══ Supplied entries ══

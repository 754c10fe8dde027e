//! Integration tests for escalation from degenerated cycles to full GC.

#![cfg(feature = "test-util")]

use tenure_gc::test_util::{self, small_config};
use tenure_gc::{CollectionType, GcMode, GenerationMode, Heap};

#[test]
fn test_pinned_cset_region_escalates_to_full_gc() {
    let heap = Heap::new(small_config(GcMode::Satb)).unwrap();
    let roots = test_util::sparse_objects(&heap, 8);
    test_util::garbage_regions(&heap, 2);
    let addrs: Vec<usize> = roots.iter().map(test_util::handle_address).collect();

    let mut cycle = heap.begin_cycle(GenerationMode::Global);
    assert!(cycle.init_mark());
    assert!(cycle.concurrent_mark());
    assert!(cycle.final_mark());
    assert!(heap.in_collection_set(addrs[0]));

    let pin = test_util::pin_in_place(&heap, &roots[0]).unwrap();
    assert!(test_util::cancel(&heap));
    let metrics = cycle.degenerate();

    assert_eq!(metrics.collection_type, CollectionType::Full);
    assert_eq!(heap.metrics().full_cycles(), 1);
    assert_eq!(heap.metrics().upgrades_to_full(), 1);
    assert_eq!(heap.metrics().degenerated_cycles(), 0);
    for (root, &addr) in roots.iter().zip(&addrs) {
        assert_eq!(test_util::handle_address(root), addr, "object in pinned region moved");
        assert_eq!(test_util::forwardee(addr), None);
    }
    let region = heap.region_for(addrs[0]).unwrap();
    assert!(region.is_pinned());
    assert!(!region.is_cset());
    test_util::assert_sparse_intact(&heap, &roots);

    drop(pin);
    let metrics = heap.collect(GenerationMode::Global);
    assert_eq!(metrics.collection_type, CollectionType::Concurrent);
    assert!(!heap.region_for(addrs[0]).unwrap().is_pinned());
    test_util::assert_sparse_intact(&heap, &roots);
}

#[test]
fn test_region_pinned_before_final_mark_stays_out_of_cset() {
    let heap = Heap::new(small_config(GcMode::Satb)).unwrap();
    let roots = test_util::sparse_objects(&heap, 8);
    let addr = test_util::handle_address(&roots[3]);

    let mut mutator = heap.attach_mutator();
    let mut scope = mutator.scope();
    let obj = scope.from_handle(&roots[3]).unwrap();
    let pin = scope.pin(obj).unwrap();
    assert_eq!(pin.address(), addr);
    drop(scope);

    let metrics = heap.collect(GenerationMode::Global);
    assert_eq!(metrics.collection_type, CollectionType::Concurrent);
    assert_eq!(test_util::handle_address(&roots[3]), addr);
    assert!(heap.region_for(addr).unwrap().is_pinned());
    drop(pin);
    drop(mutator);
    test_util::assert_sparse_intact(&heap, &roots);
}

#[test]
fn test_futile_degenerated_cycle_upgrades_to_full_gc() {
    let heap = Heap::new(small_config(GcMode::Satb)).unwrap();
    let roots = test_util::sparse_objects(&heap, 4);

    let mut cycle = heap.begin_cycle(GenerationMode::Global);
    assert!(cycle.init_mark());
    assert!(test_util::cancel(&heap));
    let metrics = cycle.degenerate();

    assert_eq!(metrics.collection_type, CollectionType::Full);
    assert_eq!(heap.metrics().upgrades_to_full(), 1);
    assert_eq!(heap.metrics().degenerated_cycles(), 0);
    assert!(!heap.is_cancelled());
    test_util::assert_sparse_intact(&heap, &roots);
}
//! Integration tests for collection-set selection.
//!
//! Whatever the heuristics pick, the live bytes of the collection set,
//! scaled by the waste factor, fit in the evacuation reserves.

#![cfg(feature = "test-util")]

use tenure_gc::test_util::{self, small_config};
use tenure_gc::{
    Affiliation, CollectionSetBudget, CollectionType, GcMode, GenerationMode, GenerationStats, Handle,
    Heap, Heuristics, ObjectShape, RegionData,
};

const PAIRS: usize = 2048;

/// Fills about eight regions half with live objects, half with garbage.
fn half_live_regions(heap: &Heap) -> Handle {
    let mut mutator = heap.attach_mutator();
    let mut scope = mutator.scope();
    let array = scope.alloc(ObjectShape::ref_array(PAIRS)).unwrap();
    for i in 0..PAIRS {
        let keep = scope.alloc(ObjectShape::instance(0, 30)).unwrap();
        scope.write_data(keep, 0, i).unwrap();
        scope.write_data(keep, 29, !i).unwrap();
        scope.store_ref(array, i, Some(keep)).unwrap();
        scope.alloc(ObjectShape::instance(0, 30)).unwrap();
    }
    scope.handle(array).unwrap()
}

fn assert_half_live_intact(heap: &Heap, root: &Handle) {
    let mut mutator = heap.attach_mutator();
    let mut scope = mutator.scope();
    let array = scope.from_handle(root).unwrap();
    for i in 0..PAIRS {
        let keep = scope.load_ref(array, i).unwrap().unwrap();
        assert_eq!(scope.read_data(keep, 0).unwrap(), i);
        assert_eq!(scope.read_data(keep, 29).unwrap(), !i);
    }
}

fn assert_within_reserves(heap: &Heap) {
    let waste = heap.config().waste_factor();
    let cset = heap.collection_set();
    let budget = heap.budget();
    assert!(cset.young_live_bytes() as f64 * waste <= budget.young_evac_reserve() as f64);
    assert!(cset.old_live_bytes() as f64 * waste <= budget.old_evac_reserve() as f64);
}

#[test]
fn test_collection_set_fits_young_reserve() {
    let heap = Heap::new(small_config(GcMode::Satb)).unwrap();
    let root = half_live_regions(&heap);
    let candidates = heap.regions().iter().filter(|r| r.is_regular()).count();

    let mut cycle = heap.begin_cycle(GenerationMode::Global);
    assert!(cycle.init_mark());
    assert!(cycle.concurrent_mark());
    assert!(cycle.final_mark());

    let cset = heap.collection_set();
    assert!(!cset.is_empty());
    assert!(cset.len() < candidates, "reserve should bound the collection set");
    assert_within_reserves(&heap);
    for index in cset.regions() {
        assert!(heap.regions()[index].is_cset());
    }

    let selected = cset.len();
    let metrics = cycle.run();
    assert_eq!(metrics.collection_type, CollectionType::Concurrent);
    assert_eq!(metrics.cset_regions, selected);
    assert!(heap.collection_set().is_empty());
    assert_half_live_intact(&heap, &root);
}

#[test]
fn test_mostly_immediate_garbage_skips_evacuation() {
    let heap = Heap::new(small_config(GcMode::Satb)).unwrap();
    let roots = test_util::sparse_objects(&heap, 4);
    test_util::garbage_regions(&heap, 20);

    let metrics = heap.collect(GenerationMode::Global);
    assert_eq!(metrics.collection_type, CollectionType::Concurrent);
    assert_eq!(metrics.cset_regions, 0);
    assert!(metrics.immediate_regions >= 19);
    assert_eq!(metrics.bytes_evacuated, 0);
    test_util::assert_sparse_intact(&heap, &roots);
}

#[test]
fn test_generational_global_cycle_respects_both_reserves() {
    let heap = Heap::new(small_config(GcMode::Generational)).unwrap();
    let old: Vec<Handle> = (0..512)
        .map(|_| test_util::alloc_rooted(&heap, ObjectShape::instance(0, 62), Affiliation::Old).unwrap())
        .enumerate()
        .filter_map(|(i, handle)| (i % 2 == 0).then_some(handle))
        .collect();
    let root = half_live_regions(&heap);

    let mut cycle = heap.begin_cycle(GenerationMode::Global);
    assert!(cycle.init_mark());
    assert!(cycle.concurrent_mark());
    assert!(cycle.final_mark());
    assert_within_reserves(&heap);
    assert_eq!(cycle.run().collection_type, CollectionType::Concurrent);

    assert_half_live_intact(&heap, &root);
    for handle in &old {
        assert!(heap.region_for(test_util::handle_address(handle)).unwrap().is_old());
    }
}

/// Picks every candidate regardless of cost.
#[derive(Debug)]
struct Greedy;

impl Heuristics for Greedy {
    fn choose_collection_set(
        &self,
        candidates: &[RegionData],
        _budget: &CollectionSetBudget,
        selected: &mut Vec<usize>,
    ) {
        selected.extend(candidates.iter().map(|r| r.index));
    }

    fn should_start_gc(&self, _stats: &GenerationStats) -> bool {
        false
    }
}

#[test]
fn test_collector_clamps_greedy_heuristics() {
    let heap = Heap::with_heuristics(small_config(GcMode::Satb), Box::new(Greedy)).unwrap();
    let root = half_live_regions(&heap);

    let mut cycle = heap.begin_cycle(GenerationMode::Global);
    assert!(cycle.init_mark());
    assert!(cycle.concurrent_mark());
    assert!(cycle.final_mark());
    assert!(!heap.collection_set().is_empty());
    assert_within_reserves(&heap);
    assert!(!heap.should_start_gc());
    assert_eq!(cycle.run().collection_type, CollectionType::Concurrent);
    assert_half_live_intact(&heap, &root);
}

═══

## What to produce
Copying word for word, give each line of the data above from the first one through the line containing "let region = heap.region_for(addrs[0]).unwrap();", and nothing else.

## Written response
repository 754c10fe8dde027e
//! Integration tests for escalation from degenerated cycles to full GC.

#![cfg(feature = "test-util")]

use tenure_gc::test_util::{self, small_config};
use tenure_gc::{CollectionType, GcMode, GenerationMode, Heap};

#[test]
fn test_pinned_cset_region_escalates_to_full_gc() {
    let heap = Heap::new(small_config(GcMode::Satb)).unwrap();
    let roots = test_util::sparse_objects(&heap, 8);
    test_util::garbage_regions(&heap, 2);
    let addrs: Vec<usize> = roots.iter().map(test_util::handle_address).collect();

    let mut cycle = heap.begin_cycle(GenerationMode::Global);
    assert!(cycle.init_mark());
    assert!(cycle.concurrent_mark());
    assert!(cycle.final_mark());
    assert!(heap.in_collection_set(addrs[0]));

    let pin = test_util::pin_in_place(&heap, &roots[0]).unwrap();
    assert!(test_util::cancel(&heap));
    let metrics = cycle.degenerate();

    assert_eq!(metrics.collection_type, CollectionType::Full);
    assert_eq!(heap.metrics().full_cycles(), 1);
    assert_eq!(heap.metrics().upgrades_to_full(), 1);
    assert_eq!(heap.metrics().degenerated_cycles(), 0);
    for (root, &addr) in roots.iter().zip(&addrs) {
        assert_eq!(test_util::handle_address(root), addr, "object in pinned region moved");
        assert_eq!(test_util::forwardee(addr), None);
    }
    let region = heap.region_for(addrs[0]).unwrap();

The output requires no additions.